(Data extracted from a collection)
_ _ _ _
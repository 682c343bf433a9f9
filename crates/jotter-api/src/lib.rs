//! jotter-api - HTTP API server for jotter.
//!
//! Exposes the note service over five routes:
//!
//! | Method | Path | Handler |
//! |--------|------|---------|
//! | POST   | `/notes`      | [`handlers::notes::post_note`] |
//! | GET    | `/notes`      | [`handlers::notes::get_notes`] |
//! | GET    | `/notes/:id`  | [`handlers::notes::get_note_by_id`] |
//! | PUT    | `/notes/:id`  | [`handlers::notes::put_note_by_id`] |
//! | DELETE | `/notes/:id`  | [`handlers::notes::delete_note_by_id`] |
//!
//! plus `GET /health` for liveness probes. Every response body is an
//! [`Envelope`], including unknown routes (404) and unsupported methods (405).

pub mod config;
pub mod envelope;
pub mod error;
pub mod handlers;
pub mod state;
pub mod telemetry;

use axum::{
    extract::DefaultBodyLimit,
    routing::{get, post},
    Router,
};
use tower_http::{
    limit::RequestBodyLimitLayer,
    request_id::{MakeRequestId, PropagateRequestIdLayer, RequestId, SetRequestIdLayer},
    trace::TraceLayer,
};
use uuid::Uuid;

pub use config::{ServerConfig, StoreKind};
pub use envelope::Envelope;
pub use error::ApiError;
pub use state::AppState;

/// Generates time-ordered UUIDv7 request correlation IDs.
#[derive(Clone, Default)]
struct MakeRequestUuidV7;

impl MakeRequestId for MakeRequestUuidV7 {
    fn make_request_id<B>(&mut self, _request: &axum::http::Request<B>) -> Option<RequestId> {
        let id = Uuid::now_v7().to_string().parse().ok()?;
        Some(RequestId::new(id))
    }
}

/// Build the application router with tracing, request-id and body-limit layers.
pub fn router(state: AppState, max_body_bytes: usize) -> Router {
    use handlers::{fallback, health, notes};

    Router::new()
        .route(
            "/health",
            get(health::health_check).fallback(fallback::method_not_allowed),
        )
        .route(
            "/notes",
            post(notes::post_note)
                .get(notes::get_notes)
                .fallback(fallback::method_not_allowed),
        )
        .route(
            "/notes/:id",
            get(notes::get_note_by_id)
                .put(notes::put_note_by_id)
                .delete(notes::delete_note_by_id)
                .fallback(fallback::method_not_allowed),
        )
        .fallback(fallback::route_not_found)
        .layer(TraceLayer::new_for_http())
        .layer(PropagateRequestIdLayer::x_request_id())
        .layer(SetRequestIdLayer::x_request_id(MakeRequestUuidV7))
        // axum's extractors carry their own 2 MiB default; the tower-http layer is the only limit
        .layer(DefaultBodyLimit::disable())
        .layer(RequestBodyLimitLayer::new(max_body_bytes))
        .with_state(state)
}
_ _ _ _
Required work:
Every line in the data above that contains the word "health" should be copied.

Solution for this exercise:
//! plus `GET /health` for liveness probes. Every response body is an
    use handlers::{fallback, health, notes};
            "/health",
            get(health::health_check).fallback(fallback::method_not_allowed),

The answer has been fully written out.